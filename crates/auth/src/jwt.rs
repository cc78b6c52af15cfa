//! Identity provider backed by the hosted identity service's ID tokens
//!
//! The client finishes the sign-in flow (Google popup, email/password form)
//! with the hosted service and posts the ID token it received. The token is
//! verified here with the shared HS256 signing secret; nothing the client
//! claims about itself is trusted without a valid signature.

use std::sync::Arc;

use jsonwebtoken::{decode, Algorithm, DecodingKey, Validation};
use serde::{Deserialize, Serialize};
use tokio::sync::watch;

use crate::config::JwtConfig;
use crate::error::AuthError;
use crate::provider::{
    IdentityProvider, IdentityProviderFactory, IdentitySubscription, SignInMethod,
};
use crate::types::Identity;

/// Claims read from an ID token
#[derive(Debug, Serialize, Deserialize)]
pub struct IdTokenClaims {
    /// Subject (the provider's user id)
    pub sub: String,
    pub email: Option<String>,
    /// Display name
    pub name: Option<String>,
    /// Avatar URL
    pub picture: Option<String>,
    pub iat: u64,
    pub exp: u64,
    #[serde(skip_serializing_if = "Option::is_none")]
    pub aud: Option<String>,
    #[serde(skip_serializing_if = "Option::is_none")]
    pub iss: Option<String>,
}

impl IdTokenClaims {
    fn into_identity(self) -> Identity {
        let mut identity = Identity::new(self.sub);
        if let Some(email) = self.email {
            identity = identity.with_email(email);
        }
        if let Some(name) = self.name {
            identity = identity.with_display_name(name);
        }
        if let Some(picture) = self.picture {
            identity = identity.with_avatar_url(picture);
        }
        identity
    }
}

pub(crate) fn validate_id_token(token: &str, config: &JwtConfig) -> Result<IdTokenClaims, AuthError> {
    let mut validation = Validation::new(Algorithm::HS256);

    if let Some(aud) = &config.audience {
        validation.set_audience(&[aud]);
    } else {
        validation.validate_aud = false;
    }

    if let Some(iss) = &config.issuer {
        validation.set_issuer(&[iss]);
    }

    let decoding_key = DecodingKey::from_secret(config.secret.as_ref());

    let token_data = decode::<IdTokenClaims>(token, &decoding_key, &validation).map_err(|e| {
        tracing::debug!(error = %e, "ID token validation failed");
        AuthError::InvalidToken
    })?;

    if token_data.claims.sub.trim().is_empty() {
        tracing::debug!("ID token has an empty subject");
        return Err(AuthError::InvalidToken);
    }

    Ok(token_data.claims)
}

/// One client's session with the hosted identity service
pub struct JwtIdentityProvider {
    config: Arc<JwtConfig>,
    current: watch::Sender<Option<Identity>>,
}

impl JwtIdentityProvider {
    pub fn new(config: JwtConfig) -> Self {
        Self::with_shared_config(Arc::new(config))
    }

    fn with_shared_config(config: Arc<JwtConfig>) -> Self {
        let (current, _) = watch::channel(None);
        Self { config, current }
    }
}

#[async_trait::async_trait]
impl IdentityProvider for JwtIdentityProvider {
    fn subscribe(&self) -> IdentitySubscription {
        IdentitySubscription::new(self.current.subscribe())
    }

    async fn sign_in(&self, method: SignInMethod) -> Result<Identity, AuthError> {
        let identity = match method {
            SignInMethod::Federated { id_token } => {
                validate_id_token(&id_token, &self.config)?.into_identity()
            }
            SignInMethod::Password { .. } => {
                return Err(AuthError::IdentityProvider(
                    "Password sign-in happens at the identity service; submit its ID token"
                        .to_string(),
                ))
            }
        };

        self.current.send_replace(Some(identity.clone()));
        Ok(identity)
    }

    async fn sign_out(&self) -> Result<(), AuthError> {
        self.current.send_replace(None);
        Ok(())
    }
}

impl IdentityProviderFactory for JwtIdentityProvider {
    fn open(&self) -> Arc<dyn IdentityProvider> {
        Arc::new(Self::with_shared_config(self.config.clone()))
    }
}

#[cfg(test)]
mod tests {
    use super::*;
    use jsonwebtoken::{encode, EncodingKey, Header};

    const SECRET: &str = "test-signing-secret";

    fn config() -> JwtConfig {
        JwtConfig {
            secret: SECRET.to_string(),
            issuer: Some("https://identity.energram.com".to_string()),
            audience: Some("energram".to_string()),
        }
    }

    fn claims(sub: &str, email: &str) -> IdTokenClaims {
        let now = chrono::Utc::now().timestamp() as u64;
        IdTokenClaims {
            sub: sub.to_string(),
            email: Some(email.to_string()),
            name: Some("Ada Obi".to_string()),
            picture: None,
            iat: now,
            exp: now + 3600,
            aud: Some("energram".to_string()),
            iss: Some("https://identity.energram.com".to_string()),
        }
    }

    fn sign(claims: &IdTokenClaims, secret: &str) -> String {
        encode(
            &Header::new(Algorithm::HS256),
            claims,
            &EncodingKey::from_secret(secret.as_ref()),
        )
        .expect("Failed to encode JWT")
    }

    fn federated(id_token: String) -> SignInMethod {
        SignInMethod::Federated { id_token }
    }

    #[tokio::test]
    async fn test_valid_token_signs_in() {
        let provider = JwtIdentityProvider::new(config());
        let mut events = provider.subscribe();

        let identity = provider
            .sign_in(federated(sign(&claims("ada-uid", "ada@energram.com"), SECRET)))
            .await
            .unwrap();

        assert_eq!(identity.id.as_str(), "ada-uid");
        assert_eq!(identity.email.as_deref(), Some("ada@energram.com"));
        assert_eq!(identity.display_name.as_deref(), Some("Ada Obi"));
        assert_eq!(events.latest(), Some(identity));

        provider.sign_out().await.unwrap();
        assert_eq!(events.latest(), None);
    }

    #[tokio::test]
    async fn test_rejected_tokens() {
        let provider = JwtIdentityProvider::new(config());

        let mut expired = claims("ada-uid", "ada@energram.com");
        expired.exp = expired.iat - 7200;

        let mut wrong_audience = claims("ada-uid", "ada@energram.com");
        wrong_audience.aud = Some("someone-else".to_string());

        let mut wrong_issuer = claims("ada-uid", "ada@energram.com");
        wrong_issuer.iss = Some("https://evil.example.com".to_string());

        let tokens = vec![
            String::new(),
            "not-a-jwt".to_string(),
            sign(&claims("ada-uid", "ada@energram.com"), "forged-secret"),
            sign(&expired, SECRET),
            sign(&wrong_audience, SECRET),
            sign(&wrong_issuer, SECRET),
            sign(&claims("", "ada@energram.com"), SECRET),
        ];

        for token in tokens {
            let result = provider.sign_in(federated(token.clone())).await;
            assert!(
                matches!(result, Err(AuthError::InvalidToken)),
                "accepted {:?}",
                token
            );
        }
        assert_eq!(provider.subscribe().latest(), None);
    }

    #[tokio::test]
    async fn test_password_sign_in_is_not_handled_here() {
        let provider = JwtIdentityProvider::new(config());
        let result = provider
            .sign_in(SignInMethod::Password {
                email: "ada@energram.com".to_string(),
                password: "pw".to_string(),
            })
            .await;
        assert!(matches!(result, Err(AuthError::IdentityProvider(_))));
    }

    #[tokio::test]
    async fn test_no_audience_configured_accepts_any_audience() {
        let provider = JwtIdentityProvider::new(JwtConfig {
            secret: SECRET.to_string(),
            issuer: None,
            audience: None,
        });
        let mut token_claims = claims("ada-uid", "ada@energram.com");
        token_claims.aud = Some("authenticated".to_string());

        let result = provider.sign_in(federated(sign(&token_claims, SECRET))).await;
        assert!(result.is_ok(), "{:?}", result.err());
    }

    #[tokio::test]
    async fn test_opened_sessions_do_not_share_identity() {
        let provider = JwtIdentityProvider::new(config());
        let first = provider.open();
        let second = provider.open();

        first
            .sign_in(federated(sign(&claims("ada-uid", "ada@energram.com"), SECRET)))
            .await
            .unwrap();

        assert!(first.subscribe().latest().is_some());
        assert_eq!(second.subscribe().latest(), None);
    }
}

|---|

### Prompt
Count how many lines of the entries contain the word "expired", and respond with that count only.

### Answer for this exercise
3